O neo-feudalista tem como ideal a constituição de sociedades como associações voluntárias entre pessoas que pensam da mesma forma. Para ele, um mundo perfeito seria dividido em condomínios formados pela aquisição de propriedade privada. Os livre-mercadistas, por exemplo, formariam um condomínio, enquanto, digamos, os comunistas poderiam formar outro. Dentro do condomínio comunista, tudo poderia ser compartilhado como em uma grande família sem patriarcado. Esses libertários não veriam problema algum com isso, desde que os comunistas não buscassem a imposição de suas regras para além de seus muros. Quem quisesse viver como um comunista, que se mudasse para o condomínio deles, ou buscasse fundar o seu próprio condomínio atraindo outros associados voluntários. Para dar nome aos bois, eu acredito que Robert Nozick nos proponha algo nesses termos.
Muito dessa mentalidade me parece estar por trás de algumas formas de apoio a projetos como o Escola sem Partido, pois, para alguns partidários dessa ideia, o problema não é tanto que uma escola tenha partido, mas que não seja o partido dos pais do aluno. Quer dizer, a ideia é que os pais tenham o direito de isolar os filhos da influência de pessoas que não pensem como eles. O direito que esse libertário reivindica acima de todos é, afinal, o direito de não se misturar, de não misturar sua prole. Será que esse ideal rival à democracia deveria nos inspirar?

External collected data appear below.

use async_trait::async_trait;
use std::collections::HashMap;
use std::sync::Mutex;
use std::time::Duration;
use tokio::time::Instant;

use super::{KvStore, StoreError, WindowAdmission};

#[derive(Debug, Clone)]
enum Value {
    Str(String),
    /// (score, member), kept sorted by score
    ZSet(Vec<(f64, String)>),
    Hash(HashMap<String, i64>),
}

#[derive(Debug, Clone)]
struct Entry {
    value: Value,
    expires_at: Option<Instant>,
}

impl Entry {
    fn is_expired(&self, now: Instant) -> bool {
        self.expires_at.map_or(false, |at| at <= now)
    }

    fn ttl_secs(&self, now: Instant) -> i64 {
        match self.expires_at {
            Some(at) => {
                let remaining = at.saturating_duration_since(now);
                // Round to the nearest second the way Redis reports TTL
                ((remaining.as_millis() + 500) / 1000) as i64
            }
            None => -1,
        }
    }
}

/// Process-local store with lazy TTL expiry.
///
/// Every operation runs under one mutex that is never held across an await,
/// so each call is atomic with respect to the others. Expiry follows
/// `tokio::time`, which lets tests drive it with a paused clock.
#[derive(Debug, Default)]
pub struct MemoryStore {
    entries: Mutex<HashMap<String, Entry>>,
}

fn wrong_type(key: &str) -> StoreError {
    StoreError::Backend(format!("WRONGTYPE operation against key {}", key))
}

impl MemoryStore {
    pub fn new() -> Self {
        Self::default()
    }

    fn with_entries<T>(
        &self,
        f: impl FnOnce(&mut HashMap<String, Entry>, Instant) -> Result<T, StoreError>,
    ) -> Result<T, StoreError> {
        let mut entries = self
            .entries
            .lock()
            .map_err(|_| StoreError::Backend("memory store lock poisoned".to_string()))?;
        let now = Instant::now();
        entries.retain(|_, entry| !entry.is_expired(now));
        f(&mut entries, now)
    }
}

#[async_trait]
impl KvStore for MemoryStore {
    async fn ping(&self) -> Result<(), StoreError> {
        self.with_entries(|_, _| Ok(()))
    }

    async fn sliding_window_admit(
        &self,
        key: &str,
        now: f64,
        window: Duration,
        max: u64,
        member: &str,
    ) -> Result<WindowAdmission, StoreError> {
        let window_secs = window.as_secs().max(1);
        let window_start = now - window_secs as f64;

        self.with_entries(|entries, clock| {
            let entry = entries.entry(key.to_string()).or_insert_with(|| Entry {
                value: Value::ZSet(Vec::new()),
                expires_at: None,
            });

            let Value::ZSet(members) = &mut entry.value else {
                return Err(wrong_type(key));
            };

            members.retain(|(score, _)| *score >= window_start);
            let count = members.len() as u64;

            let allowed = count < max;
            if allowed {
                let position = members.partition_point(|(score, _)| *score <= now);
                members.insert(position, (now, member.to_string()));
                entry.expires_at = Some(clock + Duration::from_secs(window_secs));
            }

            let oldest = members.first().map(|(score, _)| *score);
            if members.is_empty() {
                entries.remove(key);
            }

            Ok(WindowAdmission {
                allowed,
                count,
                oldest,
            })
        })
    }

    async fn window_scores(&self, key: &str, min_score: f64) -> Result<Vec<f64>, StoreError> {
        self.with_entries(|entries, _| {
            let Some(entry) = entries.get_mut(key) else {
                return Ok(Vec::new());
            };
            let Value::ZSet(members) = &mut entry.value else {
                return Err(wrong_type(key));
            };

            members.retain(|(score, _)| *score >= min_score);
            Ok(members.iter().map(|(score, _)| *score).collect())
        })
    }

    async fn get_with_ttl(&self, key: &str) -> Result<Option<(String, i64)>, StoreError> {
        self.with_entries(|entries, now| match entries.get(key) {
            None => Ok(None),
            Some(entry) => match &entry.value {
                Value::Str(value) => Ok(Some((value.clone(), entry.ttl_secs(now)))),
                _ => Err(wrong_type(key)),
            },
        })
    }

    async fn set_with_ttl(&self, key: &str, value: &str, ttl: Duration) -> Result<(), StoreError> {
        self.with_entries(|entries, now| {
            entries.insert(
                key.to_string(),
                Entry {
                    value: Value::Str(value.to_string()),
                    expires_at: Some(now + ttl.max(Duration::from_secs(1))),
                },
            );
            Ok(())
        })
    }

    async fn delete(&self, keys: &[String]) -> Result<u64, StoreError> {
        self.with_entries(|entries, _| {
            Ok(keys.iter().filter(|key| entries.remove(*key).is_some()).count() as u64)
        })
    }

    async fn exists(&self, key: &str) -> Result<bool, StoreError> {
        self.with_entries(|entries, _| Ok(entries.contains_key(key)))
    }

    async fn ttl(&self, key: &str) -> Result<Option<i64>, StoreError> {
        self.with_entries(|entries, now| Ok(entries.get(key).map(|entry| entry.ttl_secs(now))))
    }

    async fn keys_with_prefix(&self, prefix: &str) -> Result<Vec<String>, StoreError> {
        self.with_entries(|entries, _| {
            Ok(entries
                .keys()
                .filter(|key| key.starts_with(prefix))
                .cloned()
                .collect())
        })
    }

    async fn incr_field(&self, key: &str, field: &str, by: i64) -> Result<i64, StoreError> {
        self.with_entries(|entries, _| {
            let entry = entries.entry(key.to_string()).or_insert_with(|| Entry {
                value: Value::Hash(HashMap::new()),
                expires_at: None,
            });
            let Value::Hash(fields) = &mut entry.value else {
                return Err(wrong_type(key));
            };

            let counter = fields.entry(field.to_string()).or_insert(0);
            *counter += by;
            Ok(*counter)
        })
    }

    async fn get_fields(&self, key: &str) -> Result<HashMap<String, i64>, StoreError> {
        self.with_entries(|entries, _| match entries.get(key) {
            None => Ok(HashMap::new()),
            Some(Entry {
                value: Value::Hash(fields),
                ..
            }) => Ok(fields.clone()),
            Some(_) => Err(wrong_type(key)),
        })
    }
}

#[cfg(test)]
mod tests {
    use super::*;

    #[tokio::test(start_paused = true)]
    async fn test_values_expire_with_ttl() {
        let store = MemoryStore::new();
        store
            .set_with_ttl("k", "v", Duration::from_secs(10))
            .await
            .unwrap();

        assert_eq!(store.get_with_ttl("k").await.unwrap(), Some(("v".to_string(), 10)));

        tokio::time::advance(Duration::from_secs(4)).await;
        assert_eq!(store.ttl("k").await.unwrap(), Some(6));
        assert!(store.exists("k").await.unwrap());

        tokio::time::advance(Duration::from_secs(6)).await;
        assert_eq!(store.get_with_ttl("k").await.unwrap(), None);
        assert_eq!(store.ttl("k").await.unwrap(), None);
    }

    #[tokio::test]
    async fn test_sliding_window_prunes_and_caps() {
        let store = MemoryStore::new();
        let window = Duration::from_secs(10);

        for (i, now) in [100.0, 101.0].iter().enumerate() {
            let admission = store
                .sliding_window_admit("w", *now, window, 2, &format!("m{}", i))
                .await
                .unwrap();
            assert!(admission.allowed);
            assert_eq!(admission.count, i as u64);
            assert_eq!(admission.oldest, Some(100.0));
        }

        let denied = store.sliding_window_admit("w", 105.0, window, 2, "m2").await.unwrap();
        assert!(!denied.allowed);
        assert_eq!(denied.count, 2);

        // 100.0 falls out of the window at 110.5
        let admitted = store.sliding_window_admit("w", 110.5, window, 2, "m3").await.unwrap();
        assert!(admitted.allowed);
        assert_eq!(admitted.count, 1);
        assert_eq!(admitted.oldest, Some(101.0));

        assert_eq!(store.window_scores("w", 105.0).await.unwrap(), vec![110.5]);
    }

    #[tokio::test]
    async fn test_hash_counters_and_prefix_scan() {
        let store = MemoryStore::new();
        store.incr_field("stats", "hits", 1).await.unwrap();
        store.incr_field("stats", "hits", 2).await.unwrap();
        store.incr_field("stats", "misses", 1).await.unwrap();

        let fields = store.get_fields("stats").await.unwrap();
        assert_eq!(fields.get("hits"), Some(&3));
        assert_eq!(fields.get("misses"), Some(&1));

        let ttl = Duration::from_secs(60);
        store.set_with_ttl("p:cache:a", "1", ttl).await.unwrap();
        store.set_with_ttl("p:cache:b", "2", ttl).await.unwrap();
        store.set_with_ttl("q:cache:c", "3", ttl).await.unwrap();

        let mut keys = store.keys_with_prefix("p:cache:").await.unwrap();
        keys.sort();
        assert_eq!(keys, vec!["p:cache:a".to_string(), "p:cache:b".to_string()]);

        assert_eq!(store.delete(&keys).await.unwrap(), 2);
        assert!(store.incr_field("q:cache:c", "x", 1).await.is_err());
    }
}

Eu penso que se alguém expusesse essas ideias diante de Kant – ideias que, de fato, parecem resolver todos os problemas políticos pela raiz – o filósofo alemão faria apenas a observação a que já me referi acima. Ele diria: “é que a Terra, infelizmente, é esférica”. Não há terra suficiente para que cada um funde sua própria comunidade sempre que estiver desgostoso com a comunidade em que vive. O conflito pela terra já é o grande conflito que instaura a política. Já é a primeiríssima coisa que precisamos resolver juntos. Seria mesmo justo que cada um se aproprie de quanta terra quisesse, enquanto encontrasse terra desabitada pela frente, e que os que chegassem ao mundo depois tivessem que simplesmente aceitar que não há mais terra a ser apropriada? Seria justo que os herdeiros de quem se apossou de mais terra sempre tivessem o poder de impor suas regras nessas terras? Os sem-terra, por que razão fosse, teriam que simplesmente aceitar como justa a condição de subordinados dos proprietários que fazem as regras?
É com questões como as do último parágrafo que tudo começa. São questões assim que não possuem respostas certas demonstráveis. São elas que demandam soluções artificiais para que possamos viver em paz. Se queremos a paz, podemos ser comunistas que desistiram da revolução para acabar com a propriedade privada, ou libertários que aceitaram políticas redistributivas. Pouco a pouco, podemos até acabar acreditando que uma sociedade tolerante, no final das contas, é melhor do que uma sociedade em que cada um se isola com os seus no seu condomínio feudal. Afinal, como escolheríamos o nosso condomínio se nem conseguíssemos ver por cima do muro daquele em que nascemos?